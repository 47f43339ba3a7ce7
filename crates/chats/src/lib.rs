//! # Parlor Chats Crate
//!
//! Conversation read state, message access and scoped search.
//!
//! ## Architecture
//!
//! - **Entities**: Domain models (Conversation, Message, ReadMarker, Notification)
//! - **Repositories**: Storage ports plus SQLite and in-memory adapters
//! - **Services**: Participant registry, read-state tracker, message accessor,
//!   search engine, notification read-all
//! - **Types**: Error taxonomy and events
//! - **Utils**: Input validation and text matching
//!
//! ## Usage
//!
//! ```rust,no_run
//! # async fn demo(pool: sqlx::SqlitePool) -> parlor_chats::ChatResult<()> {
//! use parlor_chats::{ChatServices, SearchQuery};
//! use parlor_config::MessagingConfig;
//!
//! let services = ChatServices::sqlite(pool, &MessagingConfig::default());
//! let hits = services.search.search(1, &SearchQuery::new("hello")).await?;
//! services.read_state.mark_read("conversation-id", 1, None).await?;
//! # let _ = hits;
//! # Ok(())
//! # }
//! ```

pub mod entities;
pub mod repositories;
pub mod services;
pub mod types;
pub mod utils;

// Re-export main types for convenience
pub use entities::{Conversation, Message, Notification, ReadMarker, UnreadSummary};
pub use repositories::{
    ConversationRepository, InMemoryStore, MessageRepository, MessageStore, NotificationRepository,
    NotificationStore, ParticipantDirectory, ReadMarkerRepository, ReadMarkerStore,
};
pub use services::{
    ChatServices, MessageAccessor, NotificationService, ParticipantRegistry, ReadStateTracker,
    SearchEngine, SearchQuery, StoragePorts,
};
pub use types::{ChatError, ChatResult, ReadEvent};
use serde::{Deserialize, Serialize};

/// Last message a user has read in a conversation.
///
/// There is at most one marker per (conversation, user) pair and its
/// `last_read_message_id` never decreases.
#[derive(Debug, Clone, PartialEq, Eq, Serialize, Deserialize, sqlx::FromRow)]
#[serde(rename_all = "camelCase")]
pub struct ReadMarker {
    pub conversation_id: String,
    #[serde(skip)]
    pub user_id: i64,
    pub last_read_message_id: i64,
    pub updated_at: String,
}

/// Unread state derived from a marker.
#[derive(Debug, Clone, PartialEq, Eq, Serialize, Deserialize)]
#[serde(rename_all = "camelCase")]
pub struct UnreadSummary {
    pub conversation_id: String,
    pub unread_count: u64,
    pub last_read_message_id: Option<i64>,
}
//! Read-state tracking: per (conversation, user) markers and unread counts.

use std::sync::Arc;

use chrono::Utc;
use tokio::sync::broadcast;
use tracing::{debug, info};

use super::ParticipantRegistry;
use crate::entities::{ReadMarker, UnreadSummary};
use crate::repositories::{MessageStore, ReadMarkerStore};
use crate::types::{ChatError, ChatResult, ReadEvent};
use crate::utils::Validator;

/// Sole writer of read markers.
#[derive(Clone)]
pub struct ReadStateTracker {
    registry: ParticipantRegistry,
    messages: Arc<dyn MessageStore>,
    markers: Arc<dyn ReadMarkerStore>,
    events: broadcast::Sender<ReadEvent>,
}

impl ReadStateTracker {
    pub fn new(
        registry: ParticipantRegistry,
        messages: Arc<dyn MessageStore>,
        markers: Arc<dyn ReadMarkerStore>,
        event_capacity: usize,
    ) -> Self {
        let (events, _) = broadcast::channel(event_capacity.max(1));
        Self {
            registry,
            messages,
            markers,
            events,
        }
    }

    /// Receive a [`ReadEvent`] for every marker that moves forward.
    pub fn subscribe(&self) -> broadcast::Receiver<ReadEvent> {
        self.events.subscribe()
    }

    /// Mark a conversation read up to `up_to`, or up to its latest message.
    ///
    /// The marker never moves backwards: a target at or below the stored value
    /// leaves it untouched and publishes no event. Returns the marker as stored
    /// after the call, or `None` when the conversation has no messages and the
    /// user has never read it.
    pub async fn mark_read(
        &self,
        conversation_id: &str,
        user_id: i64,
        up_to: Option<i64>,
    ) -> ChatResult<Option<ReadMarker>> {
        if let Some(sequence) = up_to {
            Validator::sequence(sequence)?;
        }
        self.registry
            .require_participant(conversation_id, user_id)
            .await?;

        let target = match up_to {
            Some(sequence) => {
                self.messages
                    .find_message(conversation_id, sequence)
                    .await?
                    .ok_or_else(|| ChatError::message_not_found(sequence))?
                    .sequence
            }
            None => match self.messages.latest_message(conversation_id).await? {
                Some(latest) => latest.sequence,
                None => {
                    debug!(conversation = %conversation_id, user_id, "nothing to mark read");
                    return self.markers.get(conversation_id, user_id).await;
                }
            },
        };

        let advanced = self.markers.advance(conversation_id, user_id, target).await?;
        let marker = self
            .markers
            .get(conversation_id, user_id)
            .await?
            // the upsert writes nothing once the conversation row is gone
            .ok_or_else(|| ChatError::conversation_not_found(conversation_id))?;

        if advanced {
            info!(
                conversation = %conversation_id,
                user_id,
                last_read = marker.last_read_message_id,
                "read marker advanced"
            );
            // no subscribers is fine
            let _ = self.events.send(ReadEvent {
                conversation_id: conversation_id.to_owned(),
                user_id,
                last_read_message_id: marker.last_read_message_id,
                read_at: Utc::now().to_rfc3339(),
            });
        } else {
            debug!(
                conversation = %conversation_id,
                user_id,
                requested = target,
                stored = marker.last_read_message_id,
                "read marker unchanged"
            );
        }

        Ok(Some(marker))
    }

    pub async fn marker(&self, conversation_id: &str, user_id: i64) -> ChatResult<Option<ReadMarker>> {
        self.registry
            .require_participant(conversation_id, user_id)
            .await?;
        self.markers.get(conversation_id, user_id).await
    }

    /// Messages after the caller's marker that someone else wrote.
    pub async fn unread_count(&self, conversation_id: &str, user_id: i64) -> ChatResult<UnreadSummary> {
        self.registry
            .require_participant(conversation_id, user_id)
            .await?;

        let last_read = self
            .markers
            .get(conversation_id, user_id)
            .await?
            .map(|marker| marker.last_read_message_id);

        let unread_count = self
            .messages
            .count_unread(conversation_id, last_read, user_id)
            .await?;

        Ok(UnreadSummary {
            conversation_id: conversation_id.to_owned(),
            unread_count,
            last_read_message_id: last_read,
        })
    }
}

#[cfg(test)]
mod tests {
    use super::*;
    use crate::repositories::InMemoryStore;
    use tokio::sync::broadcast::error::TryRecvError;

    struct Fixture {
        store: InMemoryStore,
        tracker: ReadStateTracker,
        alice: i64,
        bob: i64,
        carol: i64,
    }

    async fn fixture() -> Fixture {
        let store = InMemoryStore::new();
        let alice = store.add_user("alice").await;
        let bob = store.add_user("bob").await;
        let carol = store.add_user("carol").await;
        store.add_conversation("C1", &[alice, bob]).await;

        let tracker = ReadStateTracker::new(
            ParticipantRegistry::new(Arc::new(store.clone())),
            Arc::new(store.clone()),
            Arc::new(store.clone()),
            16,
        );

        Fixture {
            store,
            tracker,
            alice,
            bob,
            carol,
        }
    }

    /// Marker storage whose conversation disappeared after the membership check.
    struct VanishedConversation;

    #[async_trait::async_trait]
    impl ReadMarkerStore for VanishedConversation {
        async fn advance(&self, _: &str, _: i64, _: i64) -> ChatResult<bool> {
            Ok(false)
        }

        async fn get(&self, _: &str, _: i64) -> ChatResult<Option<ReadMarker>> {
            Ok(None)
        }
    }

    #[tokio::test]
    async fn conversation_removed_mid_call_is_not_found() {
        let f = fixture().await;
        f.store.add_message("C1", f.bob, "hello world").await.unwrap();
        let tracker = ReadStateTracker::new(
            ParticipantRegistry::new(Arc::new(f.store.clone())),
            Arc::new(f.store.clone()),
            Arc::new(VanishedConversation),
            16,
        );
        let mut events = tracker.subscribe();

        let err = tracker.mark_read("C1", f.alice, None).await.unwrap_err();
        assert!(matches!(err, ChatError::ConversationNotFound { ref id } if id == "C1"));
        assert!(matches!(events.try_recv(), Err(TryRecvError::Empty)));
    }

    #[tokio::test]
    async fn first_mark_read_uses_latest_message() {
        let f = fixture().await;
        f.store.add_message("C1", f.bob, "hello world").await.unwrap();
        let latest = f.store.add_message("C1", f.bob, "anyone?").await.unwrap();

        let marker = f.tracker.mark_read("C1", f.alice, None).await.unwrap().unwrap();
        assert_eq!(marker.last_read_message_id, latest.sequence);
        assert_eq!(marker.conversation_id, "C1");
    }

    #[tokio::test]
    async fn non_participant_is_denied() {
        let f = fixture().await;
        let message = f.store.add_message("C1", f.bob, "secret").await.unwrap();

        for up_to in [None, Some(message.sequence)] {
            let err = f.tracker.mark_read("C1", f.carol, up_to).await.unwrap_err();
            assert!(matches!(err, ChatError::AccessDenied { .. }));
        }
        assert!(f.store.get("C1", f.carol).await.unwrap().is_none());
    }

    #[tokio::test]
    async fn missing_conversation_and_message_are_not_found() {
        let f = fixture().await;
        let err = f.tracker.mark_read("C9", f.alice, None).await.unwrap_err();
        assert!(matches!(err, ChatError::ConversationNotFound { .. }));

        let err = f.tracker.mark_read("C1", f.alice, Some(404)).await.unwrap_err();
        assert!(matches!(err, ChatError::MessageNotFound { .. }));
    }

    #[tokio::test]
    async fn message_from_another_conversation_is_not_found() {
        let f = fixture().await;
        f.store.add_conversation("C2", &[f.bob]).await;
        let foreign = f.store.add_message("C2", f.bob, "elsewhere").await.unwrap();

        let err = f
            .tracker
            .mark_read("C1", f.alice, Some(foreign.sequence))
            .await
            .unwrap_err();
        assert!(matches!(err, ChatError::MessageNotFound { .. }));
    }

    #[tokio::test]
    async fn marker_never_moves_backwards() {
        let f = fixture().await;
        let first = f.store.add_message("C1", f.bob, "one").await.unwrap();
        let second = f.store.add_message("C1", f.bob, "two").await.unwrap();
        let third = f.store.add_message("C1", f.bob, "three").await.unwrap();

        f.tracker.mark_read("C1", f.alice, Some(second.sequence)).await.unwrap();
        let marker = f
            .tracker
            .mark_read("C1", f.alice, Some(first.sequence))
            .await
            .unwrap()
            .unwrap();
        assert_eq!(marker.last_read_message_id, second.sequence);

        let marker = f
            .tracker
            .mark_read("C1", f.alice, Some(third.sequence))
            .await
            .unwrap()
            .unwrap();
        assert_eq!(marker.last_read_message_id, third.sequence);

        let marker = f.tracker.mark_read("C1", f.alice, Some(third.sequence)).await.unwrap().unwrap();
        assert_eq!(marker.last_read_message_id, third.sequence);
    }

    #[tokio::test]
    async fn empty_conversation_without_target_is_a_no_op() {
        let f = fixture().await;
        assert!(f.tracker.mark_read("C1", f.alice, None).await.unwrap().is_none());
        assert!(f.tracker.marker("C1", f.alice).await.unwrap().is_none());
    }

    #[tokio::test]
    async fn non_positive_target_is_invalid() {
        let f = fixture().await;
        let err = f.tracker.mark_read("C1", f.alice, Some(0)).await.unwrap_err();
        assert!(matches!(err, ChatError::InvalidArgument { .. }));
        assert_eq!(f.store.store_calls(), 0);
    }

    #[tokio::test]
    async fn events_only_when_marker_advances() {
        let f = fixture().await;
        let mut events = f.tracker.subscribe();
        let first = f.store.add_message("C1", f.bob, "one").await.unwrap();
        let second = f.store.add_message("C1", f.bob, "two").await.unwrap();

        f.tracker.mark_read("C1", f.alice, Some(second.sequence)).await.unwrap();
        let event = events.try_recv().unwrap();
        assert_eq!(event.conversation_id, "C1");
        assert_eq!(event.user_id, f.alice);
        assert_eq!(event.last_read_message_id, second.sequence);

        f.tracker.mark_read("C1", f.alice, Some(first.sequence)).await.unwrap();
        f.tracker.mark_read("C1", f.alice, None).await.unwrap();
        assert!(matches!(events.try_recv(), Err(TryRecvError::Empty)));
    }

    #[tokio::test]
    async fn unread_count_excludes_own_messages() {
        let f = fixture().await;
        let hello = f.store.add_message("C1", f.bob, "hello").await.unwrap();
        f.store.add_message("C1", f.alice, "hi bob").await.unwrap();
        f.store.add_message("C1", f.bob, "how are you").await.unwrap();

        let summary = f.tracker.unread_count("C1", f.alice).await.unwrap();
        assert_eq!(summary.unread_count, 2);
        assert_eq!(summary.last_read_message_id, None);

        f.tracker.mark_read("C1", f.alice, Some(hello.sequence)).await.unwrap();
        let summary = f.tracker.unread_count("C1", f.alice).await.unwrap();
        assert_eq!(summary.unread_count, 1);
        assert_eq!(summary.last_read_message_id, Some(hello.sequence));

        f.tracker.mark_read("C1", f.alice, None).await.unwrap();
        assert_eq!(f.tracker.unread_count("C1", f.alice).await.unwrap().unread_count, 0);

        let err = f.tracker.unread_count("C1", f.carol).await.unwrap_err();
        assert!(matches!(err, ChatError::AccessDenied { .. }));
    }

    #[tokio::test]
    async fn concurrent_marks_settle_on_maximum() {
        let f = fixture().await;
        let mut sequences = Vec::new();
        for i in 0..20 {
            let message = f.store.add_message("C1", f.bob, &format!("m{i}")).await.unwrap();
            sequences.push(message.sequence);
        }
        let max = *sequences.iter().max().unwrap();

        let mut handles = Vec::new();
        for sequence in sequences.into_iter().rev() {
            let tracker = f.tracker.clone();
            let alice = f.alice;
            handles.push(tokio::spawn(async move {
                tracker.mark_read("C1", alice, Some(sequence)).await
            }));
        }
        for handle in handles {
            handle.await.unwrap().unwrap();
        }

        let marker = f.tracker.marker("C1", f.alice).await.unwrap().unwrap();
        assert_eq!(marker.last_read_message_id, max);
    }
}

# PROBLEM TO SOLVE:
From the first line of the listing above to the line with "Message, ReadMarker, Notification)", please transcribe each line exactly, both ends included, and nothing beyond that.

# EXERCISE RESULT:
repository 47f43339ba3a7ce7
filename crates/chats/src/lib.rs
//! # Parlor Chats Crate
//!
//! Conversation read state, message access and scoped search.
//!
//! ## Architecture
//!
//! - **Entities**: Domain models (Conversation, Message, ReadMarker, Notification)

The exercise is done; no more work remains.